(Ketika yang Pergi, Justru Mendekat Lewat Jalan Lain)
Beberapa pekan setelah kepulangannya dari Jeddah, Yudis kembali larut dalam pekerjaannya di Istanbul. Kehidupan berjalan seperti biasa—tenang, produktif, penuh program. Tapi di balik layar, ada perasaan yang kini sudah lebih ringan. Ia tidak menyesal. Ia tidak menggantung. Ia hanya menjalani.
Namun semesta tampaknya belum selesai menuliskan kisahnya.
Pesan Tak Terduga
Sore itu, Yudis sedang mengisi sesi mentoring dengan para mahasiswa diaspora. Usai sesi, ia membuka ponselnya dan menemukan satu pesan baru. Bukan dari Bu Najwa. Bukan juga dari Gofur. Tapi dari nomor tak dikenal, berawalan +60—kode negara Malaysia.
“Assalamu’alaikum, Kak.
Ini Samiya.
Maaf kalau tiba-tiba.
Ibu memberi nomor ini.
Bolehkah kita bicara… bukan soal dulu, tapi soal sekarang?”
Yudis terdiam. Ia membacanya dua kali. Tangannya tidak langsung mengetik. Ia menatap keluar jendela. Istanbul senja hari terlihat biasa—tapi bagi Yudis, sore itu menjadi sangat tidak biasa.
Video Call Singkat, Tapi Dalam
Beberapa hari kemudian, mereka berbicara lewat video call. Samiya, kini berhijab syar’i, bercadar. Ia sedang menjalani program pertukaran pelajar setingkat SMA Internasional di Kuala Lumpur. Suaranya tetap lembut, tapi kini lebih tegas.
“Saya tidak ingin Kak Yudis salah paham.

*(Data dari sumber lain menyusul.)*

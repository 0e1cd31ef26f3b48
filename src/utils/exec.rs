//! External command execution.
//!
//! Commands are spawned directly from an argument vector, never through a
//! shell, so paths with spaces or quotes need no escaping.

use crate::log;
use anyhow::{Context, Result};
use regex::Regex;
use std::{
    borrow::Cow,
    ffi::OsString,
    path::Path,
    process::{Command, Output},
    sync::OnceLock,
};

// ============================================================================
// Command Execution
// ============================================================================

/// Execute a command and capture its output.
///
/// `cmd` holds the program followed by any leading arguments (as configured,
/// e.g. `["ccache", "cc"]`); `args` are appended after it. Empty `args`
/// entries are dropped.
///
/// # Errors
/// Returns error if the command cannot be spawned or exits non-zero.
pub fn exec(
    root: Option<&Path>,
    cmd: &[String],
    args: &[OsString],
    filter: &FilterRule,
) -> Result<Output> {
    let (name, mut command) = prepare(root, cmd, args)?;

    let output = command
        .output()
        .with_context(|| format!("Failed to execute `{name}`"))?;

    log_output(&name, &output, filter)?;
    Ok(output)
}

/// Prepare a Command from components.
fn prepare(root: Option<&Path>, cmd: &[String], args: &[OsString]) -> Result<(String, Command)> {
    let (program, leading) = cmd.split_first().context("Empty command")?;

    let mut command = Command::new(program);
    command
        .args(leading)
        .args(args.iter().filter(|a| !a.is_empty()));

    if let Some(dir) = root {
        command.current_dir(dir);
    }

    Ok((program.clone(), command))
}

// ============================================================================
// Output Filtering
// ============================================================================

fn strip_ansi(s: &str) -> Cow<'_, str> {
    static RE: OnceLock<Regex> = OnceLock::new();
    let re = RE.get_or_init(|| Regex::new(r"\x1b\[[0-9;]*m").unwrap());
    re.replace_all(s, "")
}

/// Prefix-based rule for dropping noise from command output before logging.
pub struct FilterRule {
    /// Prefixes to match at the start of output lines.
    pub skip_prefixes: &'static [&'static str],
}

impl FilterRule {
    pub const fn new(skip_prefixes: &'static [&'static str]) -> Self {
        Self { skip_prefixes }
    }

    /// Empty lines are always skipped.
    fn should_skip(&self, line: &str) -> bool {
        line.is_empty() || self.skip_prefixes.iter().any(|p| line.starts_with(p))
    }

    fn log(&self, name: &str, output: &str) {
        let lines: Vec<&str> = output
            .lines()
            .filter(|line| !self.should_skip(strip_ansi(line).trim()))
            .collect();

        if !lines.is_empty() {
            log!(name; "{}", lines.join("\n"));
        }
    }
}

/// Empty filter (no skipping).
#[allow(unused)]
pub const EMPTY_FILTER: FilterRule = FilterRule::new(&[]);

/// Compiler diagnostics that repeat information already in the next line.
pub const COMPILER_FILTER: FilterRule = FilterRule::new(&["In file included from", "compilation terminated"]);

/// Log command output, filtering known noise.
fn log_output(name: &str, output: &Output, filter: &FilterRule) -> Result<()> {
    if !output.status.success() {
        anyhow::bail!(format_error(name, output, filter));
    }

    // On success, only stderr (warnings) is worth showing
    let stderr = String::from_utf8_lossy(&output.stderr);
    filter.log(name, stderr.trim());

    Ok(())
}

/// Format command error message with filtering.
fn format_error(name: &str, output: &Output, filter: &FilterRule) -> String {
    let stderr = String::from_utf8_lossy(&output.stderr);
    let stdout = String::from_utf8_lossy(&output.stdout);

    let error_msg: Vec<&str> = stderr
        .trim()
        .lines()
        .filter(|line| !filter.should_skip(strip_ansi(line).trim()))
        .collect();

    let mut msg = format!("Command `{name}` failed with {}", output.status);
    if !error_msg.is_empty() {
        msg.push('\n');
        msg.push_str(&error_msg.join("\n"));
    }

    let stdout_trimmed = stdout.trim();
    if !stdout_trimmed.is_empty() {
        msg.push_str("\nStdout:\n");
        msg.push_str(stdout_trimmed);
    }
    msg
}

// ============================================================================
// Tests
// ============================================================================
//! Build error types and their process exit codes.

use crate::utils::path::MAX_PATH_LEN;
use std::io;
use thiserror::Error;

/// Exit code for failures that are not a [`BuildError`] (config, CLI).
pub const EXIT_OTHER: i32 = 10;

/// Everything that can abort a build.
///
/// The first error stops the build; there are no partial results.
#[derive(Debug, Error)]
pub enum BuildError {
    #[error("directory not found: `{path}`")]
    DirectoryNotFound {
        path: String,
        #[source]
        source: io::Error,
    },

    #[error("path exceeds {max} bytes: `{0}`", max = MAX_PATH_LEN)]
    PathTooLong(String),

    #[error("output path exceeds {max} bytes: `{0}`", max = MAX_PATH_LEN)]
    OutputPathTooLong(String),

    #[error("could not compile `{input}`: {reason}")]
    CompileFailed { input: String, reason: String },

    #[error("invalid path: `{0}`")]
    InvalidPath(String),

    #[error("could not link `{output}`: {reason}")]
    LinkFailed { output: String, reason: String },

    #[error("IO error at `{path}`")]
    Io {
        path: String,
        #[source]
        source: io::Error,
    },
}

impl BuildError {
    /// Distinct process exit status for each error kind.
    pub const fn exit_code(&self) -> i32 {
        match self {
            Self::DirectoryNotFound { .. } => 1,
            Self::PathTooLong(_) => 2,
            Self::CompileFailed { .. } => 3,
            Self::OutputPathTooLong(_) => 4,
            Self::InvalidPath(_) => 7,
            Self::LinkFailed { .. } => 8,
            Self::Io { .. } => 9,
        }
    }
}

/// Exit status for any error reaching `main`.
pub fn exit_code_of(err: &anyhow::Error) -> i32 {
    err.downcast_ref::<BuildError>()
        .map_or(EXIT_OTHER, BuildError::exit_code)
}
//! Default values for configuration fields.
//!
//! These functions are used by serde for default deserialization.

pub fn r#false() -> bool {
    false
}

// ============================================================================
// [build] Section Defaults
// ============================================================================

pub mod build {
    use std::path::PathBuf;

    pub fn root() -> Option<PathBuf> {
        None
    }

    pub fn source() -> PathBuf {
        "src".into()
    }

    pub fn output() -> PathBuf {
        "build".into()
    }

    pub fn target() -> PathBuf {
        "a.out".into()
    }

    pub mod compiler {
        pub fn command() -> Vec<String> {
            vec!["cc".into()]
        }
    }

    pub mod linker {
        pub fn command() -> Vec<String> {
            vec!["cc".into()]
        }
    }
}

Saya bukan ingin menarik kembali apa yang sudah dilepas.
Tapi saya merasa… tidak adil kalau Kakak melangkah pergi tanpa tahu sepenuhnya.”
Yudis mendengarkan dalam diam.
“Lamaran itu… tidak pernah jadi keputusan saya. Saya ikut diam karena belum bisa bicara. Tapi hati saya tidak pernah benar-benar siap dijodohkan dengan siapa pun.”
Yudis menarik napas dalam. Ia tak ingin terlalu berharap, tapi juga tak ingin menutup pintu yang dibuka oleh kejujuran.
Jawaban yang Tidak Didesak
“Samiya,” ucap Yudis, “aku tidak akan minta kamu menjanjikan apa pun. Tapi aku akan berkata jujur: selama ini aku tidak menunggu jawaban. Aku sedang belajar menjadi laki-laki yang pantas untuk siapa pun yang Allah pilih.”
Samiya tersenyum. “Maka teruslah jadi laki-laki itu, Kak. Kalau nanti takdir masih menyisakan kita… saya akan tahu ke mana harus kembali.”
Kabar Gembira di Tengah Jarak
Beberapa minggu kemudian, Samiya mengabarkan bahwa ia diterima di Program Sarjana Internasional di Istanbul, dimulai tahun depan. ini bukan rencana yang dibuat karena Yudis, tapi begitulah takdir bekerja: lewat jalan tak disangka, tapi terasa begitu dekat.
Yudis membaca kabar itu di masjid kampus usai salat Jum’at. Ia menunduk dan berdoa dalam hati:
“Aku tidak tahu apa maksud-Mu, ya Allah.
Tapi jika ini adalah bentuk-Mu menjawab sabar dengan kejutan,
maka bimbinglah aku untuk menjaganya, bukan sekadar memilikinya.”
Dan untuk pertama kalinya sejak lama, Yudis tidak lagi menunggu,
tapi bersiap menyambut, dengan iman yang lebih matang dan tenang.